Named entity recognition (NER) has been widely used in chemical text mining for the automatic identification and extraction of chemical entities. However, existing chemical NER systems primarily focus on scenarios with abundant training data, requiring significant human effort on annotations. This poses challenges for applications in the chemical field, such as catalysis, where many advancements have traditionally relied on trial-and-error investigations and incremental adjustment of variables. This hinders catalysis science and technology progress in addressing emerging energy and environmental crises. In this work, we propose a few-shot NER model that can quickly adapt to extract new types of chemical entities by using only a limited number of annotated examples. Our model employs a metric-learning approach to transfer entity similarity knowledge from high-resource chemical domains (with abundant annotations) to enable effective entity recognition in low-resource specialized domains (limited annotation).
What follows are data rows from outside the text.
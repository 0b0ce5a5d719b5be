//! Interactive previews for DOM-oriented scripts
//!
//! Such scripts need a real browser, so instead of running them we embed them
//! in a document with a chat panel, a console panel mirroring `console.*`,
//! and a bootstrap that calls `init`/`main`/`start` and fires the load events.

use super::template::{escape_text, fill};
use crate::error::Result;
use regex::Regex;
use std::sync::OnceLock;

const INTERACTIVE_TEMPLATE: &str = include_str!("templates/interactive.html");

/// Build the interactive document around `code`
pub fn build_interactive_document(code: &str, title: &str) -> Result<String> {
    let script = escape_script_close(code);
    fill(
        INTERACTIVE_TEMPLATE,
        &[("title", &escape_text(title)), ("script", &script)],
    )
}

/// Keep `</script` inside the code from closing the embedding element
fn escape_script_close(code: &str) -> String {
    static SCRIPT_CLOSE: OnceLock<Regex> = OnceLock::new();
    let script_close = SCRIPT_CLOSE
        .get_or_init(|| Regex::new(r"(?i)</(script)").expect("script close pattern is valid"));
    script_close.replace_all(code, "<\\/$1").into_owned()
}
//! Script runtime trait and implementations

pub mod v8;

use crate::error::EngineError;
use async_trait::async_trait;
use std::time::Duration;

pub use v8::V8Runtime;

/// What a sandboxed run left behind
#[derive(Debug, Clone, Default, PartialEq)]
pub struct SandboxReport {
    /// Console lines in emission order, markers included
    pub lines: Vec<String>,
    /// Set when the run was aborted
    pub failure: Option<EngineError>,
    /// Timers still pending when emulation stopped
    pub cancelled_timers: usize,
    pub elapsed: Duration,
}

impl SandboxReport {
    pub fn failed(error: EngineError) -> Self {
        Self {
            failure: Some(error),
            ..Self::default()
        }
    }

    pub fn output(&self) -> String {
        self.lines.join("\n")
    }
}

/// Runtime abstraction for executing script source
#[async_trait]
pub trait ScriptRuntime: Send + Sync {
    /// Run `source` to completion, including pending timers
    async fn run(&self, source: &str) -> SandboxReport;

    /// Get runtime name
    fn name(&self) -> &str;
}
We validate the effectiveness of our model on a few-shot chemical NER benchmark built based on six existing chemical NER data sets. Experiments show that the proposed few-shot NER model can achieve reasonable performance with only 5 examples per entity type and shows consistent improvement as the number of examples increases. Furthermore, we demonstrate how the proposed model can be trained with large language model (LLM) annotated data, opening a new pathway for rapid adaptation of NER systems. Our approach leverages the knowledge broadness of large language models for chemistry while distilling this knowledge into a lightweight model suitable for efficient and in-house use.

查看原文本刊更多论文

基于小样本学习和LLM精馏的化学命名实体快速自适应识别。

命名实体识别（NER）在化学文本挖掘中得到了广泛的应用，用于化学实体的自动识别和提取。然而，现有的化学NER系统主要关注具有丰富训练数据的场景，需要大量的人工注释工作。这给化学领域的应用带来了挑战，比如催化领域，传统上许多进步都依赖于试错研究和变量的增量调整。这阻碍了促进科技进步，以应对新出现的能源和环境危机。在这项工作中，我们提出了一个少镜头NER模型，该模型可以快速适应仅使用有限数量的注释示例提取新类型的化学实体。我们的模型采用度量学习方法从高资源化学领域（具有丰富的注释）转移实体相似性知识，从而在低资源专业领域（有限的注释）实现有效的实体识别。我们在基于六个现有化学NER数据集构建的少量化学NER基准上验证了我们模型的有效性。实验表明，所提出的少镜头NER模型可以在每个实体类型只有5个样本的情况下获得合理的性能，并且随着样本数量的增加呈现出一致的提高。此外，我们展示了如何使用大型语言模型（LLM）注释数据训练所提出的模型，为NER系统的快速适应开辟了新的途径。我们的方法利用了化学大型语言模型的知识广度，同时将这些知识提炼成适合于高效和内部使用的轻量级模型。

本文章由计算机程序翻译，如有差异，请以英文原文为准。

求助全文

约1分钟内获得全文求助全文

来源期刊

Journal of Chemical Information and Modeling 化学-化学综合

CiteScore

9.80

自引率

10.70%

发文量

529

审稿时长

1.4 months

期刊介绍： The Journal of Chemical Information and Modeling publishes papers reporting new methodology and/or important applications in the fields of chemical informatics and molecular modeling. Specific topics include the representation and computer-based searching of chemical databases, molecular modeling, computer-aided molecular design of new materials, catalysts, or ligands, development of new computational methods or efficient algorithms for chemical software, and biopharmaceutical chemistry including analyses of biological activity and other issues related to drug discovery. Astute chemists, computer scientists, and information specialists look to this monthly’s insightful research studies, programming innovations, and software reviews to keep current with advances in this integral, multidisciplinary field. As a subscriber you’ll stay abreast of database search systems, use of graph theory in chemical problems, substructure search systems, pattern recognition and clustering, analysis of chemical and physical data, molecular modeling, graphics and natural language interfaces, bibliometric and citation analysis, and synthesis design and reactions databases.